Start using Lemmy's HTML 'content' field through an allowlist instead of translating Markdown

2025-01-23 19:36:56 -08:00 · 2024-08-25 15:58:38 +00:00 · 2024-08-25 15:58:38 +00:00 · 2069ca517e
commit 2069ca517e
parent b73b6fdcae
2 changed files with 61 additions and 41 deletions
--- a/app/activitypub/util.py
+++ b/app/activitypub/util.py
@ -846,13 +846,12 @@ def post_json_to_model(activity_log, post_json, user, community) -> Post:
                    instance_id=user.instance_id,
                    indexable = user.indexable
                    )
-        if 'source' in post_json and \
-                post_json['source']['mediaType'] == 'text/markdown':
-            post.body = post_json['source']['content']
-            post.body_html = lemmy_markdown_to_html(post.body)
-        elif 'content' in post_json:
+        if 'content' in post_json:
            if post_json['mediaType'] == 'text/html':
                post.body_html = allowlist_html(post_json['content'])
+                if 'source' in post_json and post_json['source']['mediaType'] == 'text/markdown':
+                    post.body = post_json['source']['content']
+                else:
                    post.body = html_to_text(post.body_html)
            elif post_json['mediaType'] == 'text/markdown':
                post.body = post_json['content']
@ -1711,16 +1710,14 @@ def create_post_reply(activity_log: ActivityPubLog, community: Community, in_rep
                               ap_create_id=request_json['id'],
                               ap_announce_id=announce_id,
                               instance_id=user.instance_id)
-        # Get comment content. Lemmy puts this in unusual place.
-        if 'source' in request_json['object'] and isinstance(request_json['object']['source'], dict) and \
-                'mediaType' in request_json['object']['source'] and \
-                request_json['object']['source']['mediaType'] == 'text/markdown':
-            post_reply.body = request_json['object']['source']['content']
-            post_reply.body_html = lemmy_markdown_to_html(post_reply.body)

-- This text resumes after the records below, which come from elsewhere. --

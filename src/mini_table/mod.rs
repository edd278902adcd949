//! Compact runtime schemas.
//!
//! A [`MiniTable`] describes the in-memory layout of one message type: the
//! fields sorted by number, where each one lives in the message body, how
//! its presence is tracked and which sub-tables it refers to. Tables are
//! normally built from a mini-descriptor string (see [`build`](MiniTable::build))
//! and then linked to their sub-message and enum tables.
//!
//! Tables refer to each other through raw pointers because message types
//! may be recursive. All tables of one schema are expected to live in the
//! same arena (or in static memory) and to outlive every message built
//! against them.

mod build;
mod enum_table;
mod extension;
mod field;
mod link;

pub use enum_table::MiniTableEnum;
pub use extension::MiniTableExtension;
pub use field::{CType, FieldMode, FieldRep, FieldType, MiniTableField, NO_SUB};

pub(crate) use enum_table::{arena_new, decode_base92_varint};

use crate::fast_decode::FastParseFn;

/// How a message treats extensions.
#[derive(Debug, Clone, Copy, PartialEq, Eq)]
#[repr(u8)]
pub enum ExtMode {
    NonExtendable = 0,
    Extendable = 1,
    IsMessageSet = 2,
    IsMapEntry = 4,
}

/// Sub-table slot referenced by a field's `submsg_index`.
#[derive(Debug, Clone, Copy, PartialEq, Eq)]
pub enum MiniTableSub {
    Message(*const MiniTable),
    /// A null enum table accepts every value.
    Enum(*const MiniTableEnum),
}

/// One slot of the fast dispatch table.
#[derive(Clone, Copy)]
pub(crate) struct FastEntry {
    /// Expected first tag byte; zero marks an empty slot.
    pub(crate) tag: u8,
    pub(crate) field_index: u16,
    pub(crate) parser: Option<FastParseFn>,
}

impl FastEntry {
    pub(crate) const EMPTY: FastEntry = FastEntry {
        tag: 0,
        field_index: 0,
        parser: None,
    };
}

impl core::fmt::Debug for FastEntry {
    fn fmt(&self, f: &mut core::fmt::Formatter<'_>) -> core::fmt::Result {
        f.debug_struct("FastEntry")
            .field("tag", &self.tag)
            .field("field_index", &self.field_index)
            .field("has_parser", &self.parser.is_some())
            .finish()
    }
}

/// Table mask value meaning "no fast table".
pub(crate) const NO_FASTTABLE: u8 = u8::MAX;

pub struct MiniTable {
    pub(crate) subs: *mut MiniTableSub,
    pub(crate) fields: *mut MiniTableField,
    pub(crate) size: u16,
    pub(crate) field_count: u16,
    pub(crate) sub_count: u16,
    pub(crate) ext: ExtMode,
    pub(crate) dense_below: u16,
    pub(crate) table_mask: u8,
    pub(crate) required_count: u8,
    pub(crate) fasttable: *mut FastEntry,
}

unsafe impl Send for MiniTable {}
unsafe impl Sync for MiniTable {}

static EMPTY: MiniTable = MiniTable {
    subs: core::ptr::null_mut(),
    fields: core::ptr::null_mut(),
    size: 0,
    field_count: 0,
    sub_count: 0,
    ext: ExtMode::NonExtendable,
    dense_below: 0,
    table_mask: NO_FASTTABLE,
    required_count: 0,
    fasttable: core::ptr::null_mut(),
};

impl MiniTable {
    /// The placeholder every sub-message slot points to until it is linked.
    pub fn empty() -> &'static MiniTable {
        &EMPTY
    }

    pub fn is_empty_placeholder(table: *const MiniTable) -> bool {
        core::ptr::eq(table, &EMPTY)
    }

    /// Size of the message body in bytes.
    pub const fn size(&self) -> usize {
        self.size as usize
    }

    pub const fn ext_mode(&self) -> ExtMode {
        self.ext
    }

    pub const fn is_extendable(&self) -> bool {
        matches!(self.ext, ExtMode::Extendable | ExtMode::IsMessageSet)
    }

    pub const fn is_message_set(&self) -> bool {
        matches!(self.ext, ExtMode::IsMessageSet)
    }

    pub const fn is_map_entry(&self) -> bool {
        matches!(self.ext, ExtMode::IsMapEntry)
    }

    pub const fn required_count(&self) -> usize {
        self.required_count as usize
    }

    /// Hasbit mask covering every required field (hasbits `1..=required_count`).
    pub(crate) const fn required_mask(&self) -> u64 {
        ((1u64 << self.required_count) - 1) << 1
    }

    pub fn fields(&self) -> &[MiniTableField] {
        if self.fields.is_null() {
            return &[];
        }
        unsafe { core::slice::from_raw_parts(self.fields, self.field_count as usize) }
    }

    pub(crate) fn subs(&self) -> &[MiniTableSub] {
        if self.subs.is_null() {
            return &[];
        }
        unsafe { core::slice::from_raw_parts(self.subs, self.sub_count as usize) }
    }

    pub(crate) fn fasttable(&self) -> &[FastEntry] {
        if self.table_mask == NO_FASTTABLE || self.fasttable.is_null() {
            return &[];
        }
        let len = ((self.table_mask >> 3) as usize) + 1;
        unsafe { core::slice::from_raw_parts(self.fasttable, len) }
    }

    pub fn field(&self, index: usize) -> &MiniTableField {
        &self.fields()[index]
    }

    /// Index of the field with `number`.
    #[inline]
    pub fn field_index_by_number(&self, number: u32) -> Option<usize> {
        let fields = self.fields();
        let i = number.wrapping_sub(1) as usize;
        if i < self.dense_below as usize {
            return Some(i);
        }
        let rest = &fields[(self.dense_below as usize).min(fields.len())..];
        rest.binary_search_by_key(&number, |f| f.number)
            .ok()
            .map(|i| i + self.dense_below as usize)
    }

    #[inline]
    pub fn find_field_by_number(&self, number: u32) -> Option<&MiniTableField> {
        self.field_index_by_number(number).map(|i| &self.fields()[i])
    }

    /// Sub-message table of a message or group field, unless it is still
    /// the unlinked placeholder.
    pub fn sub_message(&self, field: &MiniTableField) -> Option<&MiniTable> {
        match self.subs().get(field.submsg_index as usize)? {
            MiniTableSub::Message(t) if !MiniTable::is_empty_placeholder(*t) && !t.is_null() => {
                Some(unsafe { &**t })
            }
            _ => None,
        }
    }

    /// Sub-message table of a field, placeholder included.
    pub(crate) fn sub_message_raw(&self, field: &MiniTableField) -> &MiniTable {
        match self.subs().get(field.submsg_index as usize) {
            Some(MiniTableSub::Message(t)) if !t.is_null() => unsafe { &**t },
            _ => &EMPTY,
        }
    }

    pub fn sub_enum(&self, field: &MiniTableField) -> Option<&MiniTableEnum> {
        match self.subs().get(field.submsg_index as usize)? {
            MiniTableSub::Enum(e) if !e.is_null() => Some(unsafe { &**e }),
            _ => None,
        }
    }
}

impl core::fmt::Debug for MiniTable {
    fn fmt(&self, f: &mut core::fmt::Formatter<'_>) -> core::fmt::Result {
        f.debug_struct("MiniTable")
            .field("size", &self.size)
            .field("ext", &self.ext)
            .field("dense_below", &self.dense_below)
            .field("required_count", &self.required_count)
            .field("fields", &self.fields())
            .finish()
    }
}

#[cfg(test)]
mod tests {
    use super::*;
    use crate::arena::Arena;

    #[test]
    fn lookup_by_number() {
        let arena = Arena::default();
        // Fields 1, 2, 3, then a skip to 10 and 11.
        let mut e = crate::mini_descriptor::MtDataEncoder::new();
        e.start_message(0);
        for n in [1, 2, 3, 10, 11] {
            assert!(e.put_field(FieldType::Int32, n, 0));
        }
        let table = MiniTable::build(e.as_str(), &arena).unwrap();
        assert_eq!(table.dense_below, 3);
        assert_eq!(table.find_field_by_number(2).map(|f| f.number()), Some(2));
        assert_eq!(table.find_field_by_number(11).map(|f| f.number()), Some(11));
        assert!(table.find_field_by_number(4).is_none());
        assert!(table.find_field_by_number(0).is_none());
        assert!(table.find_field_by_number(12).is_none());
    }

    #[test]
    fn empty_placeholder() {
        let empty = MiniTable::empty();
        assert!(MiniTable::is_empty_placeholder(empty));
        assert!(empty.fields().is_empty());
        assert_eq!(empty.required_mask(), 0);
        assert!(empty.find_field_by_number(1).is_none());
    }
}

-        elif 'content' in request_json['object']:   # Kbin, Mastodon, etc provide their posts as html
+        if 'content' in request_json['object']:   # Kbin, Mastodon, etc provide their posts as html
            if not request_json['object']['content'].startswith('<p>') or not request_json['object']['content'].startswith('<blockquote>'):
                request_json['object']['content'] = '<p>' + request_json['object']['content'] + '</p>'
            post_reply.body_html = allowlist_html(request_json['object']['content'])

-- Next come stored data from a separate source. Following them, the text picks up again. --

//! Crate-level error type.

use thiserror::Error;

use crate::status::{DecodeStatus, EncodeStatus, Status};

/// Errors surfaced by the high level entry points.
///
/// The wire codecs report the small [`DecodeStatus`] / [`EncodeStatus`]
/// enums; everything that builds schemas or talks JSON reports through here.
#[derive(Error, Debug)]
#[non_exhaustive]
pub enum Error {
    #[error("decode failed: {0}")]
    Decode(#[from] DecodeStatus),

    #[error("encode failed: {0}")]
    Encode(#[from] EncodeStatus),

    #[error("Error building mini table: {0}")]
    MiniTable(String),

    #[error("{0}")]
    Def(String),

    #[error("JSON error: {0}")]
    Json(String),

    #[error("out of memory")]
    OutOfMemory,

    #[error("not found: {0}")]
    NotFound(String),
}

impl Error {
    pub fn def(msg: impl Into<String>) -> Self {
        Error::Def(msg.into())
    }

    pub fn json(msg: impl Into<String>) -> Self {
        Error::Json(msg.into())
    }

    pub fn not_found(what: impl Into<String>) -> Self {
        Error::NotFound(what.into())
    }

    /// Copies this error's text into a [`Status`].
    pub fn to_status(&self, status: &mut Status) {
        status.set_error_format(format_args!("{}", self));
    }
}

pub type Result<T> = core::result::Result<T, Error>;

#[cfg(test)]
mod tests {
    use super::*;

    #[test]
    fn display_includes_context() {
        let err = Error::from(DecodeStatus::Malformed);
        assert_eq!(err.to_string(), "decode failed: Wire format was corrupt");
        let err = Error::def("duplicate symbol 'pkg.M'");
        assert_eq!(err.to_string(), "duplicate symbol 'pkg.M'");
    }

    #[test]
    fn copies_into_status() {
        let mut status = Status::new();
        Error::not_found("pkg.Missing").to_status(&mut status);
        assert!(!status.is_ok());
        assert_eq!(status.error_message(), "not found: pkg.Missing");
    }
}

+            if 'source' in request_json['object'] and isinstance(request_json['object']['source'], dict) and \
+                    'mediaType' in request_json['object']['source'] and request_json['object']['source']['mediaType'] == 'text/markdown':
+                post_reply.body = request_json['object']['source']['content']
+            else:
                post_reply.body = html_to_text(post_reply.body_html)

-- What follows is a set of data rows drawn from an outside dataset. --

//! Shared fixtures for the ecology benchmarks.

use ecology_core::data_sync::{DATA_SYNC_CHANNEL, DATA_SYNC_MESSAGE};
use ecology_core::room::ROOM_CHANNEL;
use ecology_core::{Ecology, EcologyConfig, EcologyFactory, EcologyHandle, EcologyRuntime};
use ecology_protocol::{DeviceId, EcologyMessage, Value};
use ecology_transport::{ConnectorRole, LoopbackConnector};
use tokio::task::JoinHandle;

/// A running ecology.
pub struct Node {
    pub handle: EcologyHandle,
    pub join: JoinHandle<Ecology>,
}

/// Build an unconnected ecology.
///
/// # Panics
///
/// Panics if the configuration is rejected.
#[must_use]
pub fn ecology(device: &str, is_reference: bool) -> Ecology {
    EcologyFactory::new()
        .create(EcologyConfig {
            device_id: DeviceId::new(device),
            is_reference,
        })
        .expect("fresh factory")
}

/// Event data of `len` small values.
#[must_use]
pub fn payload(len: usize) -> Vec<Value> {
    (0..len)
        .map(|i| match i % 3 {
            0 => Value::from(i as i32),
            1 => Value::from(0.5f64 * i as f64),
            _ => Value::from("reading"),
        })
        .collect()
}

/// A room event as a remote device would send it.
#[must_use]
pub fn room_message(source: &str, room: &str, event_type: &str, data: Vec<Value>) -> EcologyMessage {
    let mut message = EcologyMessage::new(data).with_source(source);
    message.add_argument(event_type);
    message.add_argument(room);
    message.add_argument(ROOM_CHANNEL);
    message
}

/// A single-key data change as a remote device would send it.
#[must_use]
pub fn data_message(source: &str, key: &str, value: Value) -> EcologyMessage {
    let mut message = EcologyMessage::new([value]).with_source(source);
    message.add_argument(key);
    message.add_argument(DATA_SYNC_MESSAGE);
    message.add_argument(DATA_SYNC_CHANNEL);
    message
}

/// A reference `hub` and a replica `phone` joined by a loopback link, both
/// running.
///
/// # Panics
///
/// Panics if a connector fails to start.
pub async fn linked_pair() -> (Node, Node) {
    let mut hub = ecology("hub", true);
    let mut phone = ecology("phone", false);
    let (a, b) = LoopbackConnector::pair(ConnectorRole::CoreServer, ConnectorRole::CoreClient);
    hub.add_connector(Box::new(a));
    phone.add_connector(Box::new(b));

    hub.connect_all().await.expect("loopback connects");
    phone.connect_all().await.expect("loopback connects");

    let (handle, join) = EcologyRuntime::spawn(hub);
    let hub = Node { handle, join };
    let (handle, join) = EcologyRuntime::spawn(phone);
    let phone = Node { handle, join };
    (hub, phone)
}

/// Stop a node and wait for its loop to finish.
pub async fn stop(node: Node) {
    node.handle.shutdown();
    let _ = node.join.await;
}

        # Language - Lemmy uses 'language' while Mastodon uses 'contentMap'
        if 'language' in request_json['object'] and isinstance(request_json['object']['language'], dict):
@ -1843,18 +1840,19 @@ def create_post(activity_log: ActivityPubLog, community: Community, request_json
                indexable=user.indexable,
                microblog=microblog
                )
-    # Get post content. Lemmy and Kbin put this in different places.
-    if 'source' in request_json['object'] and isinstance(request_json['object']['source'], dict) and request_json['object']['source']['mediaType'] == 'text/markdown': # Lemmy
-        post.body = request_json['object']['source']['content']
-        post.body_html = lemmy_markdown_to_html(post.body)
-    elif 'content' in request_json['object'] and request_json['object']['content'] is not None: # Kbin
+    if 'content' in request_json['object'] and request_json['object']['content'] is not None:
        if 'mediaType' in request_json['object'] and request_json['object']['mediaType'] == 'text/html':
            post.body_html = allowlist_html(request_json['object']['content'])
+            if 'source' in request_json['object'] and isinstance(request_json['object']['source'], dict) and request_json['object']['source']['mediaType'] == 'text/markdown':
+                post.body = request_json['object']['source']['content']
+            else:
                post.body = html_to_text(post.body_html)
        elif 'mediaType' in request_json['object'] and request_json['object']['mediaType'] == 'text/markdown':
            post.body = request_json['object']['content']
            post.body_html = markdown_to_html(post.body)
        else:
+            if not request_json['object']['content'].startswith('<p>') or not request_json['object']['content'].startswith('<blockquote>'):
+                request_json['object']['content'] = '<p>' + request_json['object']['content'] + '</p>'
            post.body_html = allowlist_html(request_json['object']['content'])
            post.body = html_to_text(post.body_html)
        if microblog:
@ -2070,14 +2068,15 @@ def notify_about_post_reply(parent_reply: Union[PostReply, None], new_reply: Pos


 def update_post_reply_from_activity(reply: PostReply, request_json: dict):
-    if 'source' in request_json['object'] and \
-            isinstance(request_json['object']['source'], dict) and \
-            request_json['object']['source']['mediaType'] == 'text/markdown':
-        reply.body = request_json['object']['source']['content']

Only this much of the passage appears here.